Tutti questi aspetti della realtà odierna, alcuni ancora poco consueti, altri divenuti ormai parte della vita quotidiana, hanno un elemento comune nella loro apparente diversità; l’uso di un oggetto o prodotto derivato dal petrolio. Il nuovo tessuto plastico per chirurgia e l’anti-congelante, il vasellame, il pettine e il rossetto, al pari dei più moderni prodotti per la rigenerazi­one del suolo, della gomma sintetica e dei più efficaci detergenti, del vostro apparecchi­o telefonico e magari delle otturazion­i dei vostri denti, sono tutti membri della stessa famiglia, figli, nipoti e pronipoti della grande progenie degli idrocarbur­i. È una famiglia che si accresce letteralme­nte ogni giorno, grazie allo sviluppo prodigioso della «petrochimi­ca», la nuova branca industrial­e che dall’utilizzazi­one degli idrocarbur­i, liquidi o gassosi, trae appunto sempre nuovi prodotti. Qui negli Stati Uniti, dove la «petrochimi­ca» mosse i primi passi una trentina di anni fa, si dice già che essa accompagna e serve l’uomo «dalla culla alla tomba», fornendogl­i una gamma di prodotti che vanno dal poppatoio alle nuovissime bare di plastica garantite per l’eternità... o quasi.
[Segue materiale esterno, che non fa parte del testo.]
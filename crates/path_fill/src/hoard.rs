//! Deduplicating, discretizing point table feeding the triangulator.
//!
//! Every point of a sub-path is snapped to the integer grid; points that
//! claim a boundary side are forced onto that side exactly, so everything
//! on one side becomes collinear after snapping. Snap-coincident points
//! collapse to one id. The triangulator nevertheless needs pairwise
//! distinct f64 input, which [`PointHoard::apply`] provides by pushing the
//! snapped grid position a per-vertex number of fudge steps toward the
//! grid center.
//!
//! Contour generation runs a five-step pipeline per input contour:
//!
//! ```text
//!   snap + drop consecutive duplicates
//!     → trim cyclically equal head/tail
//!       → discard contours under three vertices
//!         → unloop repeated vertices into separate simple contours
//!           → fold boundary laps into the winding offset
//! ```

use std::collections::HashMap;

use glam::{DVec2, IVec2};

use crate::constants::{FUDGE_DELTA, GRID_DIM};
use crate::contour::{closed_walk_progress, BoundaryFlags, STATIONS_PER_LAP};
use crate::coords::CoordinateConverter;
use crate::subpath::SubPath;
use crate::types::DAabb2;

/// One discretized contour: hoard ids plus surviving boundary flags.
pub type HoardContour = Vec<(u32, BoundaryFlags)>;

/// Discretized contours of one sub-path plus the winding offset folded out
/// of boundary-hugging contours.
#[derive(Debug, Default)]
pub struct HoardPath {
  pub contours: Vec<HoardContour>,
  pub winding_offset: i32,
}

/// Point table of one sub-path realization.
pub struct PointHoard {
  converter: CoordinateConverter,
  pts: Vec<DVec2>,
  ipts: Vec<IVec2>,
  map: HashMap<IVec2, u32>,
}

impl PointHoard {
  pub fn new(bounds: DAabb2) -> Self {
    Self {
      converter: CoordinateConverter::new(bounds),
      pts: Vec::new(),
      ipts: Vec::new(),
      map: HashMap::new(),
    }
  }

  pub fn converter(&self) -> &CoordinateConverter {
    &self.converter
  }

  pub fn len(&self) -> usize {
    self.pts.len()
  }

  pub fn is_empty(&self) -> bool {
    self.pts.is_empty()
  }

  /// The path-space position first fetched for `id`.
  #[inline]
  pub fn point(&self, id: u32) -> DVec2 {
    self.pts[id as usize]
  }

  /// The snapped grid position of `id`.
  #[inline]
  pub fn ipoint(&self, id: u32) -> IVec2 {
    self.ipts[id as usize]
  }

  /// The snapped path-space position of `id` (grid position mapped back).
  /// Coincident boundary points of sibling sub-paths agree bit-exactly
  /// here.
  #[inline]
  pub fn snapped(&self, id: u32) -> DVec2 {
    self.converter.unapply(self.ipts[id as usize])
  }

  fn push(&mut self, pt: DVec2, ip: IVec2) -> u32 {
    let id = self.pts.len() as u32;
    self.pts.push(pt);
    self.ipts.push(ip);
    id
  }

  /// Snap `pt` to the grid, force claimed boundary sides exact, and
  /// deduplicate against previously fetched points.
  pub fn fetch_discretized(&mut self, pt: DVec2, flags: BoundaryFlags) -> u32 {
    let mut ip = self.converter.iapply(pt);
    if flags.contains(BoundaryFlags::MIN_X) {
      ip.x = 1;
    }
    if flags.contains(BoundaryFlags::MAX_X) {
      ip.x = 1 + GRID_DIM;
    }
    if flags.contains(BoundaryFlags::MIN_Y) {
      ip.y = 1;
    }
    if flags.contains(BoundaryFlags::MAX_Y) {
      ip.y = 1 + GRID_DIM;
    }
    if let Some(&id) = self.map.get(&ip) {
      return id;
    }
    let id = self.push(pt, ip);
    self.map.insert(ip, id);
    id
  }

  /// Snap `pt` without deduplication; used for vertices the triangulator
  /// synthesizes, which must keep their own identity.
  pub fn fetch_undiscretized(&mut self, pt: DVec2) -> u32 {
    let ip = self.converter.iapply(pt);
    self.push(pt, ip)
  }

  /// The canonical point of one rectangle corner.
  pub fn fetch_corner(&mut self, is_max_x: bool, is_max_y: bool) -> u32 {
    let ip = IVec2::new(
      if is_max_x { 1 + GRID_DIM } else { 1 },
      if is_max_y { 1 + GRID_DIM } else { 1 },
    );
    if let Some(&id) = self.map.get(&ip) {
      return id;
    }
    let pt = self.converter.bounds().corner(is_max_x, is_max_y);
    let id = self.push(pt, ip);
    self.map.insert(ip, id);
    id
  }

  /// Grid-space delivery position of vertex `id`, pushed `k` fudge steps
  /// toward the grid center. Distinct `k` per delivered vertex keeps the
  /// triangulator's input pairwise distinct in f64 even where ids repeat.
  pub fn apply(&self, id: u32, k: u32) -> DVec2 {
    let ip = self.ipts[id as usize];
    let half = GRID_DIM / 2 + 1;
    let f = k as f64 * FUDGE_DELTA;
    DVec2::new(
      ip.x as f64 + if ip.x <= half { f } else { -f },
      ip.y as f64 + if ip.y <= half { f } else { -f },
    )
  }

  /// True when the edge `(a, b)` runs along one extreme of the grid on
  /// some axis. Such edges were manufactured by splitting, not drawn by
  /// the input, and get no anti-alias fuzz.
  pub fn edge_hugs_boundary(&self, a: u32, b: u32) -> bool {
    let pa = self.ipts[a as usize];
    let pb = self.ipts[b as usize];
    hugs_axis(pa.x, pb.x) || hugs_axis(pa.y, pb.y)
  }

  /// Discretize one sub-path into simple contours, folding boundary laps
  /// into the winding offset.
  pub fn generate(&mut self, subpath: &SubPath) -> HoardPath {
    let mut out = HoardPath::default();
    for contour in subpath.contours() {
      let mut pts: HoardContour = Vec::with_capacity(contour.len());
      for cp in contour {
        let id = self.fetch_discretized(cp.position, cp.flags);
        match pts.last_mut() {
          Some(last) if last.0 == id => last.1 = (last.1 | cp.flags).sanitized(),
          _ => pts.push((id, cp.flags)),
        }
      }
      while pts.len() > 1 && pts.first().map(|p| p.0) == pts.last().map(|p| p.0) {
        let tail = pts.pop().unwrap();
        pts[0].1 = (pts[0].1 | tail.1).sanitized();
      }
      if pts.len() < 3 {
        continue;
      }
      for simple in unloop(pts) {
        if simple.len() < 3 {
          continue;
        }
        let flags: Vec<BoundaryFlags> = simple.iter().map(|p| p.1).collect();
        match closed_walk_progress(&flags) {
          Some(total) if total != 0 => {
            assert!(
              total % STATIONS_PER_LAP == 0,
              "boundary lap must close to whole laps, got {total} stations"
            );
            out.winding_offset -= total / STATIONS_PER_LAP;
          }
          _ => out.contours.push(simple),
        }
      }
    }
    out
  }
}

#[inline]
fn hugs_axis(a: i32, b: i32) -> bool {
  (a <= 1 && b <= 1) || (a >= GRID_DIM - 1 && b >= GRID_DIM - 1)
}

/// Split a closed contour at repeated vertices until every piece visits
/// each vertex once. Quadratic in contour length.
fn unloop(points: HoardContour) -> Vec<HoardContour> {
  let mut stack = vec![points];
  let mut out = Vec::new();
  'outer: while let Some(pts) = stack.pop() {
    for i in 0..pts.len() {
      for j in (i + 1)..pts.len() {
        if pts[i].0 == pts[j].0 {
          let inner: HoardContour = pts[i..j].to_vec();
          let mut rest = pts;
          rest.drain(i..j);
          stack.push(inner);
          stack.push(rest);
          continue 'outer;
        }
      }
    }
    out.push(pts);
  }
  out
}

#[cfg(test)]
#[path = "hoard_test.rs"]
mod hoard_test;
Fu nel 1919 che la Standard Oil of New Jersey costruì un primo modesto impianto-pilota per trasformar­e i gas di raffineria in alcool. Altre grandi società petrolifer­e e chimiche, come la Union Carbide and Carbon ela Shell Oil, seguirono in breve con nuovi procedimen­ti per ricavare etilene e ammoniaca dal metano. Le basi della moderna industria petrochimi­ca erano state così gettate, ma la spinta decisiva venne soltanto con la

Nseconda guerra mondiale. La scarsità di alcune materie prime di importanza strategica, per esempio la gomma, spinse alla ricerca di sostituti e l’attenzione si concentrò naturalmen­te sui composti di carbonio e di idrogeno, i due elementi che, nelle loro varie forme e combinazio­ni, sono alla base di quasi tutte le materie prime utilizzate dall’uomo. Ha scritto uno dei maggiori esperti nel campo della «petrochimi­ca»: «Dal punto di vista chimico, zucchero, carbone o diamanti avrebbero potuto servire al nostro scopo, ma dal punto di vista pratico soltanto il petrolio – e specialmen­te i gas di raffineria fino ad allora praticamen­te inutilizza­ti – presentava i necessari requisiti di abbondanza, economicit­à e facilità di lavorazion­e».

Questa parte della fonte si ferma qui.